Kilo vermenin birçok farklı yolu bulunur. Aslında mantık anlaşıldığı takdirde, hemen her türlü beslenme programıyla zayıflamak ve fit kalmak mümkündür.

Tüm bunları uygularken en önemli şart ise kararlı olmaktır. Gün içerisinde ne az ne çok değil, yeterli oranda beslenmek ve mümkün olduğunca hareketli olmak, sağlıklı kilo vermek için fazlasıyla yeterlidir.

Çoğu diyet programları oldukça katıdır. Bu sebeple sürdürülebilirlikleri düşüktür ve kısa süre sonra bırakılan bu programlar, başlangıç kilosunun dahi üstünün çıkılmasına neden olabilir.

Kahvaltı, öğle ve akşam yemekleri dengeli tüketildiği; ara öğünlerin ise kalorisi düşük ve kan şekerini dengeleyici seçildiği bir beslenme programında ara ara kaçamaklar yapmanız kilo almanıza sebep olmayacaktır.

Yeter ki ölçüsü olsun ve ‘Ya hep ya hiç’ şeklinde gerçekleşmesin. Peki aç kalmadan nasıl zayıflanır?

Adım 1: Her Şey Kahvaltı ile Başlar!

Gün içerisindeki en önemli öğünlerin başında kahvaltı gelir. Sabah uyanıldığında ve mümkünse erken saatlerde yapılacak sağlıklı ve besleyici bir kahvaltı, gün içerisinde vücudun ihtiyacı olan kalori miktarını önemli oranda azaltacaktır.
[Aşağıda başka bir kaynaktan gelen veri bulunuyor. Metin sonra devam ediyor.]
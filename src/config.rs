use serde::Deserialize;

#[derive(Debug, Clone, Deserialize)]
pub struct AppConfig {
    pub database_url: String,
    pub host: String,
    pub port: u16,
    /// Log every SQL statement sent to the store.
    pub db_echo: bool,
    pub db_max_connections: u32,
}

impl AppConfig {
    pub fn from_env() -> anyhow::Result<Self> {
        let database_url =
            std::env::var("DATABASE_URL").unwrap_or_else(|_| "sqlite://diary.db".into());
        let host = std::env::var("APP_HOST").unwrap_or_else(|_| "0.0.0.0".into());
        let port = match std::env::var("APP_PORT") {
            Ok(v) => v.parse::<u16>()?,
            Err(_) => 8080,
        };
        let db_echo = std::env::var("DB_ECHO")
            .map(|v| v == "true" || v == "1")
            .unwrap_or(false);
        let db_max_connections = std::env::var("DB_MAX_CONNECTIONS")
            .ok()
            .and_then(|v| v.parse::<u32>().ok())
            .unwrap_or(5);
        Ok(Self {
            database_url,
            host,
            port,
            db_echo,
            db_max_connections,
        })
    }

    /// Private in-memory database; every pool built from this config sees its own data.
    pub fn in_memory() -> Self {
        Self {
            database_url: "sqlite::memory:".into(),
            host: "127.0.0.1".into(),
            port: 0,
            db_echo: false,
            db_max_connections: 1,
        }
    }

    pub fn is_in_memory(&self) -> bool {
        self.database_url.contains(":memory:") || self.database_url.contains("mode=memory")
    }
}

#[cfg(test)]
mod tests {
    use super::*;

    #[test]
    fn in_memory_config_is_detected() {
        let cfg = AppConfig::in_memory();
        assert!(cfg.is_in_memory());
        assert_eq!(cfg.db_max_connections, 1);
    }

    #[test]
    fn file_url_is_not_in_memory() {
        let cfg = AppConfig {
            database_url: "sqlite://diary.db".into(),
            ..AppConfig::in_memory()
        };
        assert!(!cfg.is_in_memory());
    }
}
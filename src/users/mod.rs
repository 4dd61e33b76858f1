use crate::state::AppState;
use axum::Router;

mod dto;
pub mod handlers;
pub mod repo;

pub fn router() -> Router<AppState> {
    handlers::user_routes()
}
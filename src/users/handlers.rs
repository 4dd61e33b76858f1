use axum::{
    extract::{Path, State},
    routing::get,
    Json, Router,
};
use tracing::{info, instrument, warn};

use crate::{
    error::{ApiError, ApiResult},
    state::AppState,
    users::{dto::RegisterRequest, repo::User},
};

pub fn user_routes() -> Router<AppState> {
    Router::new()
        .route("/users", get(list_users).post(register_user))
        .route("/users/:user_id", get(get_user))
        .route("/users/by-email/:email", get(get_user_by_email))
}

#[instrument(skip(state))]
pub async fn list_users(State(state): State<AppState>) -> ApiResult<Json<Vec<User>>> {
    let users = User::list(&state.db).await?;
    Ok(Json(users))
}

#[instrument(skip(state))]
pub async fn get_user(
    State(state): State<AppState>,
    Path(user_id): Path<i64>,
) -> ApiResult<Json<User>> {
    match User::find_by_id(&state.db, user_id).await? {
        Some(user) => Ok(Json(user)),
        None => {
            warn!(user_id, "user not found");
            Err(ApiError::NotFound("user not found"))
        }
    }
}

#[instrument(skip(state))]
pub async fn get_user_by_email(
    State(state): State<AppState>,
    Path(email): Path<String>,
) -> ApiResult<Json<User>> {
    let user = User::find_by_email(&state.db, &email)
        .await?
        .ok_or(ApiError::NotFound("user not found"))?;
    Ok(Json(user))
}

#[instrument(skip(state, payload))]
pub async fn register_user(
    State(state): State<AppState>,
    Json(payload): Json<RegisterRequest>,
) -> ApiResult<Json<User>> {
    let user = User::create(
        &state.db,
        &payload.username,
        &payload.email,
        &payload.password_hash,
    )
    .await?;

    info!(user_id = user.id, email = %user.email, "user registered");
    Ok(Json(user))
}
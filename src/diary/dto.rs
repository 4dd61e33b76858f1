use serde::Deserialize;

#[derive(Debug, Deserialize)]
pub struct CreateEntryParams {
    pub user_id: i64,
}

#[derive(Debug, Deserialize)]
pub struct AddLineParams {
    pub line_order: i64,
    pub language: String, // "ko", "en", ... not constrained
    pub content: String,
}

#[derive(Debug, Deserialize)]
pub struct UpdateLineParams {
    pub new_content: String,
}
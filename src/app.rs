use std::net::SocketAddr;

use axum::{extract::Request, routing::get, Router};
use tower_http::{cors::CorsLayer, normalize_path::NormalizePath, trace::TraceLayer};

use crate::state::AppState;
use crate::{diary, users};

/// Full service. Paths are matched with or without a trailing slash.
pub fn build_app(state: AppState) -> NormalizePath<Router> {
    let router = Router::new()
        .merge(users::router())
        .merge(diary::router())
        .route("/health", get(|| async { "ok" }))
        .with_state(state)
        .layer(CorsLayer::permissive())
        .layer(
            TraceLayer::new_for_http()
                .make_span_with(|req: &Request| {
                    let method = req.method().clone();
                    let uri = req.uri().clone();
                    tracing::info_span!(
                        "http_request",
                        %method,
                        uri = %uri,
                        status = tracing::field::Empty
                    )
                })
                .on_response(
                    |res: &axum::http::Response<_>,
                     _latency: std::time::Duration,
                     span: &tracing::Span| {
                        let status = res.status();
                        span.record("status", tracing::field::display(status));
                        if status.is_server_error() {
                            tracing::error!(%status, "response");
                        } else {
                            tracing::info!(%status, "response");
                        }
                    },
                ),
        );

    NormalizePath::trim_trailing_slash(router)
}

pub async fn serve(app: NormalizePath<Router>, state: &AppState) -> anyhow::Result<()> {
    let addr: SocketAddr =
        format!("{}:{}", state.config.host, state.config.port).parse()?;

    tracing::info!("listening on {}", addr);
    let listener = tokio::net::TcpListener::bind(addr).await?;
    axum::serve(
        listener,
        axum::ServiceExt::<Request>::into_make_service(app),
    )
    .await?;
    Ok(())
}
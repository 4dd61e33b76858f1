use crate::config::AppConfig;
use crate::db;
use sqlx::SqlitePool;
use std::sync::Arc;

#[derive(Clone)]
pub struct AppState {
    pub db: SqlitePool,
    pub config: Arc<AppConfig>,
}

impl AppState {
    /// Connect to the configured store and make sure the tables exist.
    pub async fn init(config: AppConfig) -> anyhow::Result<Self> {
        let db = db::connect(&config).await?;
        db::create_schema(&db).await?;
        Ok(Self::from_parts(db, Arc::new(config)))
    }

    pub fn from_parts(db: SqlitePool, config: Arc<AppConfig>) -> Self {
        Self { db, config }
    }

    #[cfg(test)]
    pub async fn for_tests() -> Self {
        Self::init(AppConfig::in_memory())
            .await
            .expect("in-memory state")
    }
}
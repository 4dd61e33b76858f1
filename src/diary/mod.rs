mod dto;
pub mod handlers;
pub mod repo;

use crate::state::AppState;
use axum::Router;

pub fn router() -> Router<AppState> {
    handlers::diary_routes()
}
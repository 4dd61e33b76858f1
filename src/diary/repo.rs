use anyhow::Context;
use serde::{Deserialize, Serialize};
use sqlx::{FromRow, SqlitePool};

#[derive(Debug, Clone, Serialize, Deserialize, FromRow)]
pub struct DiaryEntry {
    pub id: i64,
    pub user_id: i64,
    pub entry_date: Option<String>,
    pub created_at: String,
    pub updated_at: String,
}

#[derive(Debug, Clone, Serialize, Deserialize, FromRow)]
pub struct DiaryLine {
    pub id: i64,
    pub diary_id: i64,
    pub line_order: i64,
    pub language: String,
    pub content: String,
    pub created_at: String,
    pub updated_at: String,
}

impl DiaryEntry {
    /// Create an entry for `user_id`. Returns `None` when the user does not exist,
    /// in which case nothing is written.
    pub async fn create_for_user(
        db: &SqlitePool,
        user_id: i64,
    ) -> anyhow::Result<Option<DiaryEntry>> {
        let mut tx = db.begin().await.context("begin tx")?;

        let owner: Option<i64> = sqlx::query_scalar("SELECT id FROM users WHERE id = ?")
            .bind(user_id)
            .fetch_optional(&mut *tx)
            .await
            .context("look up entry owner")?;
        if owner.is_none() {
            return Ok(None);
        }

        let entry = sqlx::query_as::<_, DiaryEntry>(
            r#"
            INSERT INTO diary_entries (user_id)
            VALUES (?)
            RETURNING id, user_id, entry_date, created_at, updated_at
            "#,
        )
        .bind(user_id)
        .fetch_one(&mut *tx)
        .await
        .context("insert diary entry")?;

        tx.commit().await.context("commit tx")?;
        Ok(Some(entry))
    }
}

impl DiaryLine {
    /// Append a line. `diary_id` is not checked against existing entries and
    /// duplicate `(line_order, language)` pairs are allowed.
    pub async fn create(
        db: &SqlitePool,
        diary_id: i64,
        line_order: i64,
        language: &str,
        content: &str,
    ) -> anyhow::Result<DiaryLine> {
        let line = sqlx::query_as::<_, DiaryLine>(
            r#"
            INSERT INTO diary_lines (diary_id, line_order, language, content)
            VALUES (?, ?, ?, ?)
            RETURNING id, diary_id, line_order, language, content, created_at, updated_at
            "#,
        )
        .bind(diary_id)
        .bind(line_order)
        .bind(language)
        .bind(content)
        .fetch_one(db)
        .await
        .context("insert diary line")?;
        Ok(line)
    }

    pub async fn list_by_diary(db: &SqlitePool, diary_id: i64) -> anyhow::Result<Vec<DiaryLine>> {
        let rows = sqlx::query_as::<_, DiaryLine>(
            r#"
            SELECT id, diary_id, line_order, language, content, created_at, updated_at
              FROM diary_lines
             WHERE diary_id = ?
             ORDER BY line_order ASC, language ASC
            "#,
        )
        .bind(diary_id)
        .fetch_all(db)
        .await
        .context("list diary lines")?;
        Ok(rows)
    }

    /// Replace the content of the line identified by both `line_id` and `diary_id`.
    /// Order, language and timestamps are left as they are.
    pub async fn update_content(
        db: &SqlitePool,
        diary_id: i64,
        line_id: i64,
        content: &str,
    ) -> anyhow::Result<Option<DiaryLine>> {
        let line = sqlx::query_as::<_, DiaryLine>(
            r#"
            UPDATE diary_lines
               SET content = ?
             WHERE id = ? AND diary_id = ?
            RETURNING id, diary_id, line_order, language, content, created_at, updated_at
            "#,
        )
        .bind(content)
        .bind(line_id)
        .bind(diary_id)
        .fetch_optional(db)
        .await
        .context("update diary line")?;
        Ok(line)
    }
}
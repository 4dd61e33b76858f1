use serde::Deserialize;

/// Request body for user registration. Any `id` or timestamp fields sent
/// along are ignored.
#[derive(Debug, Deserialize)]
pub struct RegisterRequest {
    pub username: String,
    pub email: String,
    pub password_hash: String,
}
mod app;
mod config;
mod db;
mod diary;
mod error;
mod state;
mod users;

use crate::{config::AppConfig, state::AppState};

#[tokio::main]
async fn main() -> anyhow::Result<()> {
    dotenvy::dotenv().ok();

    let env_filter = std::env::var("RUST_LOG")
        .unwrap_or_else(|_| "diary_api=debug,axum=info,tower_http=info".to_string());
    let json_logs = std::env::var("LOG_FORMAT")
        .map(|v| v == "json")
        .unwrap_or(false);

    if json_logs {
        tracing_subscriber::fmt()
            .with_env_filter(env_filter)
            .with_target(false)
            .json()
            .init();
    } else {
        tracing_subscriber::fmt().with_env_filter(env_filter).init();
    }

    let config = AppConfig::from_env()?;
    tracing::info!(database_url = %config.database_url, "opening store");
    let app_state = AppState::init(config).await?;

    let app = app::build_app(app_state.clone());
    app::serve(app, &app_state).await
}
pub mod bootstrap;
pub mod demo;
pub mod guidance;
pub mod output;
pub mod picker;
pub mod prompt;
pub mod setup;
pub mod signal;

use std::path::PathBuf;

use clap::Parser;

use crate::config::SetupConfig;
use crate::platform::CommandRunner;

/// Interactive installer for pyenv, pyenv-virtualenv and a CPython version
#[derive(Parser)]
#[command(name = "pyenv-setup", version, about, long_about = None)]
pub struct Cli {
    /// Logging verbosity for stderr: off, error, warn, info, debug.
    #[arg(long)]
    pub log_level: Option<String>,

    /// Path to the configuration file.
    #[arg(long, env = "PYENV_SETUP_CONFIG")]
    pub config: Option<PathBuf>,
}

/// Shared collaborators for one run.
pub struct Context<'a> {
    pub runner: &'a dyn CommandRunner,
    pub config: &'a SetupConfig,
}

#[cfg(test)]
mod tests {
    use clap::CommandFactory;

    use super::*;

    #[test]
    fn cli_definition_is_valid() {
        Cli::command().debug_assert();
    }

    #[test]
    fn about_comes_from_doc_comment() {
        let about = Cli::command()
            .get_about()
            .map(|s| s.to_string())
            .unwrap_or_default();
        assert!(about.starts_with("Interactive installer for pyenv"), "{about}");
    }
}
Aynı zamanda düzenli kahvaltı yapma alışkanlığı edinmek, gün içerisinde çok daha fazla enerjik olunmasını sağlar ve bu sayede de daha fazla kalori yakma şansı elde edilebilir. Bu bağlamda kilo verme sürecinizde kendinize belli bir beslenme programı oluşturmak ve bu süreçte aç da kalmamak istiyorsanız, öncelikle kahvaltı öğününü atlamamaya özen gösterin.

Fakat kilo verme yolunda kahvaltıyı atlamamak tek çözüm değildir. Aynı zamanda kahvaltıda tüketilen yiyeceklerin türü de önem taşır. Kahvaltı öğününün protein yönünden zengin olması, metabolizmanıza sağlayacağınız yakıtı oluşturur.

Kahvaltıda alınan protein, sizi tok tutarken aynı zamanda bir süre sonra metabolizmanın hızlanmasını da sağlar. Bu sayede yağlar daha hızlı yakılabilir.

Adım 2: Yağ Düşman Değildir!

Çoğu diyet listelerinde katı bir şekilde yasaklanan yağ, sporcuların ve zayıflamak isteyenlerin uzun yıllardır en büyük kabusu haline gelmiş durumdadır.

Ancak yağlar, vücut için en önemli makro besinlerden bir tanesidir. Durum böyle olunca en iyi yağı seçmek oldukça önemlidir.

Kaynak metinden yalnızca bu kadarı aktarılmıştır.